> **Required work**
Report every line below that carries the word "components".

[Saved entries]
*** Block opens ***

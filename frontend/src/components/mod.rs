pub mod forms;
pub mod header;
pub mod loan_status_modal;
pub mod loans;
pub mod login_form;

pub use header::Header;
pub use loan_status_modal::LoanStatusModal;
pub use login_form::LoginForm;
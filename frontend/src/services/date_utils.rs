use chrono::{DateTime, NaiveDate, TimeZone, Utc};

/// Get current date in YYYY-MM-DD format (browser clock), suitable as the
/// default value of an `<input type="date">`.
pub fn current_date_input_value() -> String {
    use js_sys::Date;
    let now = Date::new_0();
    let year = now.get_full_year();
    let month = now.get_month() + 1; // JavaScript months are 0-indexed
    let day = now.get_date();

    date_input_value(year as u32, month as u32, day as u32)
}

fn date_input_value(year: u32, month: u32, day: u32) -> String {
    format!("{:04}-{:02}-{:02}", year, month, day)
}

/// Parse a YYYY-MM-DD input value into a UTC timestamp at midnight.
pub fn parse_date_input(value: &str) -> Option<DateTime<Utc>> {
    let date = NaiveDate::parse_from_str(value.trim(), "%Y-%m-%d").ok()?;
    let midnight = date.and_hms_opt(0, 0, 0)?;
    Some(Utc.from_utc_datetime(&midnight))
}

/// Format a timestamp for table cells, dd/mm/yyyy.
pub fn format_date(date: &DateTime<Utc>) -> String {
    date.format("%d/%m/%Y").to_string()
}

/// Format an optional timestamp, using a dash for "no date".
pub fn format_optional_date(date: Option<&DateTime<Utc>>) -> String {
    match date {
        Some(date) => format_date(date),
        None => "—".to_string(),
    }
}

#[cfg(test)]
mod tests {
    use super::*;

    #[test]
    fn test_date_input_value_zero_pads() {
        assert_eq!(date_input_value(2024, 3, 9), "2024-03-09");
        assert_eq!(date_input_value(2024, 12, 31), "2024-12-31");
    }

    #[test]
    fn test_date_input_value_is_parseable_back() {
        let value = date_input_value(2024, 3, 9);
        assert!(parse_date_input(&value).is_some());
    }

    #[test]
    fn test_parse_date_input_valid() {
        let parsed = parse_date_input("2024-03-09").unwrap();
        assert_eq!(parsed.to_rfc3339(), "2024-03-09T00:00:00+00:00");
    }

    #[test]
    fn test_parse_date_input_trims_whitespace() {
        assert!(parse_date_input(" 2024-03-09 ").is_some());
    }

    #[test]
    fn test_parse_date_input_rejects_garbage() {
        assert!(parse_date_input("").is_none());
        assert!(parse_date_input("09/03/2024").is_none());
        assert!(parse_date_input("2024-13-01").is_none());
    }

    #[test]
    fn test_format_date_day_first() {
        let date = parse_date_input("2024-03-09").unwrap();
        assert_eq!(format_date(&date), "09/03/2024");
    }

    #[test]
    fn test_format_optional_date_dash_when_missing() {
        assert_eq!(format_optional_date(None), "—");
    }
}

*** Block closes ***
*** Block opens ***

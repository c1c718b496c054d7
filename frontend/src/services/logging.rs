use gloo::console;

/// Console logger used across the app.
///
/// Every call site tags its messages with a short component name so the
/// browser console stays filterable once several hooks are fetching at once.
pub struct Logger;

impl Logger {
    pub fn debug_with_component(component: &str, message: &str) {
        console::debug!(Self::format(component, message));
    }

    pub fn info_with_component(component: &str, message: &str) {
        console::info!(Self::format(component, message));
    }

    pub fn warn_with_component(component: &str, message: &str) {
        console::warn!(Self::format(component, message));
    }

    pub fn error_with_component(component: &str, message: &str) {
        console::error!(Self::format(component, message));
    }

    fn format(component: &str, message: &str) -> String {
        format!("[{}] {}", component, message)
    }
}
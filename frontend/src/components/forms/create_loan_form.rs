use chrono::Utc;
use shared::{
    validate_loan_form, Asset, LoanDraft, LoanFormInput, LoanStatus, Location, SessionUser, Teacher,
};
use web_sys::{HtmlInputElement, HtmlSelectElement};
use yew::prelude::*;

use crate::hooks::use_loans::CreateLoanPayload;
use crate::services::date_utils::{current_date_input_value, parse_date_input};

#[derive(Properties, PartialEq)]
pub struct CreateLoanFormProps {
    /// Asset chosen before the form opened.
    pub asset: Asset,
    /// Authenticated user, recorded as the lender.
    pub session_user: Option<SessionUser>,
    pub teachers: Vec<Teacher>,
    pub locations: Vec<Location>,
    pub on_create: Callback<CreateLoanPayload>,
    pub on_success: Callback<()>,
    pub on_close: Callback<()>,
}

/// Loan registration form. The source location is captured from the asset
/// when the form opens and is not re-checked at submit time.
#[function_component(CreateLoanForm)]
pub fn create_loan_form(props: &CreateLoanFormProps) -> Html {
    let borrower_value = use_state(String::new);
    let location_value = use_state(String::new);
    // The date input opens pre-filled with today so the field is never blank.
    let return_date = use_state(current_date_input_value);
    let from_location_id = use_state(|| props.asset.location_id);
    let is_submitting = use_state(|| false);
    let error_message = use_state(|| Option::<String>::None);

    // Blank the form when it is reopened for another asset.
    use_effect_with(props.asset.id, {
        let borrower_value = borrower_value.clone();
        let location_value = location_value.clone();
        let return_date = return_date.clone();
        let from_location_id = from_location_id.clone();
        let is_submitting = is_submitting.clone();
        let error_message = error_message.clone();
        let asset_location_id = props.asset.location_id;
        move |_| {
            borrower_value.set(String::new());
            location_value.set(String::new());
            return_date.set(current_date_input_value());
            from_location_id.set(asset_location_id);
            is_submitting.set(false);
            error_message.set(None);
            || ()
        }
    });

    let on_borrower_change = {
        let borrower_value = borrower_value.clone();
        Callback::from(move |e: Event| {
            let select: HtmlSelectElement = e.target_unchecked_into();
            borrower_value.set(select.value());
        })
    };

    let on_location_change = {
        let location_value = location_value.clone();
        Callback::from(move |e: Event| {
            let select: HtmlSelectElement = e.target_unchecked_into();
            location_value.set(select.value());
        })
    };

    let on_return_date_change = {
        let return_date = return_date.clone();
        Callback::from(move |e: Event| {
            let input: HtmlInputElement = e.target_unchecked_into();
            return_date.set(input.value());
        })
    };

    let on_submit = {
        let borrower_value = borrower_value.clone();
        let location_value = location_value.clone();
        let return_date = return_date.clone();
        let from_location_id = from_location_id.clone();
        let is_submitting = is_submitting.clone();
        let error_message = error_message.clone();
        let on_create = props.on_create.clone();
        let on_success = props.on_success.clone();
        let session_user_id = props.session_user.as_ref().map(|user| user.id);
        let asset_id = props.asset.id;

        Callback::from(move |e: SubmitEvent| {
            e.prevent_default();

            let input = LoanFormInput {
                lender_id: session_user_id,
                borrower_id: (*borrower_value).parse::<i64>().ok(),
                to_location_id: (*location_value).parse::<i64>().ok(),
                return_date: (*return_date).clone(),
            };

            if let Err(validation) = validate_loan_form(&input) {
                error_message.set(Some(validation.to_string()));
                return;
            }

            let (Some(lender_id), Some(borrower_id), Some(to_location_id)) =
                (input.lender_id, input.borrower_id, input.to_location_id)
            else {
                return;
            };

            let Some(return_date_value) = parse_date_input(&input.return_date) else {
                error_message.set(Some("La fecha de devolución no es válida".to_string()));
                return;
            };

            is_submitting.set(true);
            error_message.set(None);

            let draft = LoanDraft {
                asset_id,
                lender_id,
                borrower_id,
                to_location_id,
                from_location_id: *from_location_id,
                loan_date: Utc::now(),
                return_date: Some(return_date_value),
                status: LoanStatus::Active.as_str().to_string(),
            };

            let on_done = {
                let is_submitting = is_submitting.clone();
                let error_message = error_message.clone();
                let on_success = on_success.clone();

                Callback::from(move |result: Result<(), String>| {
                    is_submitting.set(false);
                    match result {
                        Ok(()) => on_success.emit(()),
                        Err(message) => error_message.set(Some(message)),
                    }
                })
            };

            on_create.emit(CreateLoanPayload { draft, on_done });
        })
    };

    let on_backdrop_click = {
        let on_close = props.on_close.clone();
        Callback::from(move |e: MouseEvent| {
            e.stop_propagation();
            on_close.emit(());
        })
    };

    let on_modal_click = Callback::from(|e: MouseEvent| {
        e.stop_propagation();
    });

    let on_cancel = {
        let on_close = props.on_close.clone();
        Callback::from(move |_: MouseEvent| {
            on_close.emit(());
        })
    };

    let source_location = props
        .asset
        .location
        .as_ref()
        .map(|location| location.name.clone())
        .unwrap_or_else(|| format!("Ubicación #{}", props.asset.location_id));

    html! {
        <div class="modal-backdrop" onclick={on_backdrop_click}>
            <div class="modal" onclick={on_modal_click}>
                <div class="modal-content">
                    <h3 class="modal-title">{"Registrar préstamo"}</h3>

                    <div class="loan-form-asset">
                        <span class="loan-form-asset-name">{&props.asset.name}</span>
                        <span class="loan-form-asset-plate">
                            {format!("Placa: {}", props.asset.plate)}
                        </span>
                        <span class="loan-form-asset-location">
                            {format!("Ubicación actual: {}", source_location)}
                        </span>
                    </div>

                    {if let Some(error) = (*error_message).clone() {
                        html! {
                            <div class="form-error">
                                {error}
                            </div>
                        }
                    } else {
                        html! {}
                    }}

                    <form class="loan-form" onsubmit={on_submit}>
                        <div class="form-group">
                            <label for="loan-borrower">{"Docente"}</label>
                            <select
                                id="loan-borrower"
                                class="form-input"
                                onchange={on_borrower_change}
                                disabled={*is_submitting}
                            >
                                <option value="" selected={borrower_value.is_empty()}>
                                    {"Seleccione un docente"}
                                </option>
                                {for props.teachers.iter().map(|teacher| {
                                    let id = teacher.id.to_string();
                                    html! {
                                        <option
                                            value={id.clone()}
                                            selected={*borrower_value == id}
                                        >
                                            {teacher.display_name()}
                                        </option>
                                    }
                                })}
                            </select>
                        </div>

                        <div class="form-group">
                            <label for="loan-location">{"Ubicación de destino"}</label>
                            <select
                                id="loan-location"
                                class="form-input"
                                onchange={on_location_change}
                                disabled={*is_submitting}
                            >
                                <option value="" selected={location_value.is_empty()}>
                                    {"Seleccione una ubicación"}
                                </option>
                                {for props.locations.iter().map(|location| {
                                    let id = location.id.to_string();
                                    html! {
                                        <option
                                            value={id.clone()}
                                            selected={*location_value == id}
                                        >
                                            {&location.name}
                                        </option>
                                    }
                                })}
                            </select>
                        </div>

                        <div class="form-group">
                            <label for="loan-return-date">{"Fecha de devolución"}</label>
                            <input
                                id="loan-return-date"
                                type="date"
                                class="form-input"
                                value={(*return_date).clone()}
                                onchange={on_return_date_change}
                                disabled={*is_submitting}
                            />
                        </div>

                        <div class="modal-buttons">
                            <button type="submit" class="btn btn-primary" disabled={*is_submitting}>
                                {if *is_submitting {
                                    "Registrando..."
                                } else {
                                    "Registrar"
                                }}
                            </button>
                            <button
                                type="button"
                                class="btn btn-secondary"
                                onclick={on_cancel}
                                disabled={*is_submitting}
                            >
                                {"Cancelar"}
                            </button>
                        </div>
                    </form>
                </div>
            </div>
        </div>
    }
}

*** Block closes ***
*** Block opens ***

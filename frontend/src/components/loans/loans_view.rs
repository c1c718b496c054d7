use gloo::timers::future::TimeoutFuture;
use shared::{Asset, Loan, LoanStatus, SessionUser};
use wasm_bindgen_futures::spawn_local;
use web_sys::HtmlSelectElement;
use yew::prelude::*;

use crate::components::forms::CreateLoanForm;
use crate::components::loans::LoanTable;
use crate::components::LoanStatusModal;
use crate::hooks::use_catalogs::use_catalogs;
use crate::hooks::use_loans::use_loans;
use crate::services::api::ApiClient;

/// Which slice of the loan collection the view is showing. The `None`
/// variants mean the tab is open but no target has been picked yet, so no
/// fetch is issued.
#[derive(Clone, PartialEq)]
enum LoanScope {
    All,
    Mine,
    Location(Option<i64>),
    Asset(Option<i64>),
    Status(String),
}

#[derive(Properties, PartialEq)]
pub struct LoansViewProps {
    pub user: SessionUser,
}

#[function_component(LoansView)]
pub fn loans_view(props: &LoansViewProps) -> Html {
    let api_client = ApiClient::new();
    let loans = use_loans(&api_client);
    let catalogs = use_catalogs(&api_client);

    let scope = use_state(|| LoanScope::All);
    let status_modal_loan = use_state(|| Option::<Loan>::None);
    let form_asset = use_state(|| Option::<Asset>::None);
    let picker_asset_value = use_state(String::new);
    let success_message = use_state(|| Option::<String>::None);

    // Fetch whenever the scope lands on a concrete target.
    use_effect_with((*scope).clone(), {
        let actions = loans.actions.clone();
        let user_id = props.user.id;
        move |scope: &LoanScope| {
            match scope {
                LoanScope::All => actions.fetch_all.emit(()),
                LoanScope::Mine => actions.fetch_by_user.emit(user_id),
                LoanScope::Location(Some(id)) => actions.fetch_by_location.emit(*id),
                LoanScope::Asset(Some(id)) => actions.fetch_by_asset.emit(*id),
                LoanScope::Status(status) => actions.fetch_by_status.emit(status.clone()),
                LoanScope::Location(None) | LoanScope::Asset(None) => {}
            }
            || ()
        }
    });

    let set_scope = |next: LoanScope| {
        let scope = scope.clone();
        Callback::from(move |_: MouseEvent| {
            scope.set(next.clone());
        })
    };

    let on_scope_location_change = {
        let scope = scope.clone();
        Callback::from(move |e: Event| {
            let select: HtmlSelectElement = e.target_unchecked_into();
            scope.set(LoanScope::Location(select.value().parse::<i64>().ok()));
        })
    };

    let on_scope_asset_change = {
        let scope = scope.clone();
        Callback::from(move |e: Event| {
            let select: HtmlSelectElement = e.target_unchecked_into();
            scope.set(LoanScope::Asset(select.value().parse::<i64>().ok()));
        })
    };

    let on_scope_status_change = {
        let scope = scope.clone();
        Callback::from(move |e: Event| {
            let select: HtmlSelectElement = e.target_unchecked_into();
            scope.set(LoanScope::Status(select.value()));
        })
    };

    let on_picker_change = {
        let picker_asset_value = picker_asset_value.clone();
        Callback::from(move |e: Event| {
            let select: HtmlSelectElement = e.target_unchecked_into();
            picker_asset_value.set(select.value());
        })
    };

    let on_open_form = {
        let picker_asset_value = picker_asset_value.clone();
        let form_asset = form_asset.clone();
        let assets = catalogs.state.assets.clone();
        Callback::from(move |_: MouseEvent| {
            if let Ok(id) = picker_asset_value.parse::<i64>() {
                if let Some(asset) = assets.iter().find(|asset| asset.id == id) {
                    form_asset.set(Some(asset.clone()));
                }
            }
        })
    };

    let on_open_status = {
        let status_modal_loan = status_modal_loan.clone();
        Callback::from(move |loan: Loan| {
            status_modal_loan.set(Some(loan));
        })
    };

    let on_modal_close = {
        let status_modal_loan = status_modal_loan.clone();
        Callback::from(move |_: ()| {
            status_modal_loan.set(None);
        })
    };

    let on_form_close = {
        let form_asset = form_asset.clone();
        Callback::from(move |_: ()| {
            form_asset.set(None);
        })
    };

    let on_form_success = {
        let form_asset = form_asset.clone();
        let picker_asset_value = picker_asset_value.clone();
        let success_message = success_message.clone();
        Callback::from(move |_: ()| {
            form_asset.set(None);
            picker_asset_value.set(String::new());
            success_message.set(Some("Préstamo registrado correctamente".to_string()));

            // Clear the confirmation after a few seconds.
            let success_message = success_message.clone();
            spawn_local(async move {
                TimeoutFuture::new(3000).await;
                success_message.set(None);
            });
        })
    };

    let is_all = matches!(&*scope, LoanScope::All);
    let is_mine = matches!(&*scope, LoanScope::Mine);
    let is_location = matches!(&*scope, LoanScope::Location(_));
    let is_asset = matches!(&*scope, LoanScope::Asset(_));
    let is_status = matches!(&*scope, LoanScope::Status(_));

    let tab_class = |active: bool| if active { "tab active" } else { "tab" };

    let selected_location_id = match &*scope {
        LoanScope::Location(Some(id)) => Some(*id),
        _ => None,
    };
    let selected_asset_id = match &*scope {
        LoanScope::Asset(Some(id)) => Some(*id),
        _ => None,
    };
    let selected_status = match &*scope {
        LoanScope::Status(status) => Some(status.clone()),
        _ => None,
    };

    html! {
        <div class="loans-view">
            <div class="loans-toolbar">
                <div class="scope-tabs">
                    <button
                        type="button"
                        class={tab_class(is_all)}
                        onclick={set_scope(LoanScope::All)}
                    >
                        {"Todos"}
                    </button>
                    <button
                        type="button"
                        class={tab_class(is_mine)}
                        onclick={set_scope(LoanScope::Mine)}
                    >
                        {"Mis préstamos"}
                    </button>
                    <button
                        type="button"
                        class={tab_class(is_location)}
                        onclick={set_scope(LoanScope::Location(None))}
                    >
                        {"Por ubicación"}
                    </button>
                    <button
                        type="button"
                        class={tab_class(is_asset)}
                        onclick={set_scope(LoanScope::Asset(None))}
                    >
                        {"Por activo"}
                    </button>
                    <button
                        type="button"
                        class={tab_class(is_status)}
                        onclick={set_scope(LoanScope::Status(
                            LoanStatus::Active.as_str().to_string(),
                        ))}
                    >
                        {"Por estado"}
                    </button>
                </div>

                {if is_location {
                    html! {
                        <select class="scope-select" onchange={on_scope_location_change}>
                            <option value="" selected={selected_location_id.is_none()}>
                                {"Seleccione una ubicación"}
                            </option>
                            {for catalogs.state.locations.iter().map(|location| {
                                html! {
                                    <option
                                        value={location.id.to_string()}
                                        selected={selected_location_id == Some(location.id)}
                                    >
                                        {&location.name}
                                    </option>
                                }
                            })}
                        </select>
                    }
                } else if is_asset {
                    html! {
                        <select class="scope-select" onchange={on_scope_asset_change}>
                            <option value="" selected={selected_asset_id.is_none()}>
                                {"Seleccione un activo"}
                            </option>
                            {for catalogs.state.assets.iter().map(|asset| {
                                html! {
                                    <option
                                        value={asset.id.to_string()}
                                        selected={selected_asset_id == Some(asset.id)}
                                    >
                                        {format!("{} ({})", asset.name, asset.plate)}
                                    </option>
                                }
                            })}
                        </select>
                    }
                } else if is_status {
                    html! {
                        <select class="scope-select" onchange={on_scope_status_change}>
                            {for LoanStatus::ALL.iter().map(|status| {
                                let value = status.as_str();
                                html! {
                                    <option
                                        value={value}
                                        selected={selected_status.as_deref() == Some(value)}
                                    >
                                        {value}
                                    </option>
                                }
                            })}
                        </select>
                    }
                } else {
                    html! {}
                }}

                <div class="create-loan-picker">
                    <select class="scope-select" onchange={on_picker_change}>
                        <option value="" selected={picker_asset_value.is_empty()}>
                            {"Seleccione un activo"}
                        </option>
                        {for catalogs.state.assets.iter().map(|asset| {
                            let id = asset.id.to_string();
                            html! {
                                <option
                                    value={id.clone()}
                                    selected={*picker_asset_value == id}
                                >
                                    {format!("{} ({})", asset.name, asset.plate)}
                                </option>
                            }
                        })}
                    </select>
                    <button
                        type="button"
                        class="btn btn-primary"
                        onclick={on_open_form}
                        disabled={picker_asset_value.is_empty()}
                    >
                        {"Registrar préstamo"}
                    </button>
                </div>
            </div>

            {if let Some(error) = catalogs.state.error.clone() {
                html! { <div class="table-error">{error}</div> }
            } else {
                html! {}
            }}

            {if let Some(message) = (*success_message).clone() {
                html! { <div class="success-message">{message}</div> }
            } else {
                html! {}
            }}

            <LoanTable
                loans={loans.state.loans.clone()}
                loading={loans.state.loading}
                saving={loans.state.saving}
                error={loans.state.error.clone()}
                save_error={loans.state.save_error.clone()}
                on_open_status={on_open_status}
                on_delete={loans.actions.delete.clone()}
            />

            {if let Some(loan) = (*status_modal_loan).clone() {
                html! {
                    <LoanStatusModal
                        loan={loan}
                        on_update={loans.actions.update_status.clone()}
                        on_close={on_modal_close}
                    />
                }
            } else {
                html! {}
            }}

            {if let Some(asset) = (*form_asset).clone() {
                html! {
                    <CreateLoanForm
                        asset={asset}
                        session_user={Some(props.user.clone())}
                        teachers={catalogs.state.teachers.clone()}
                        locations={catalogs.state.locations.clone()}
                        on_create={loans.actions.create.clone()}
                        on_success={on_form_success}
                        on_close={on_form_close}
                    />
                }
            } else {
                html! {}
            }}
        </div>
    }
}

*** Block closes ***

> **Task result**
filename frontend/src/components/mod.rs
filename frontend/src/components/forms/create_loan_form.rs
filename frontend/src/components/loans/loans_view.rs
use crate::components::forms::CreateLoanForm;
use crate::components::loans::LoanTable;
use crate::components::LoanStatusModal;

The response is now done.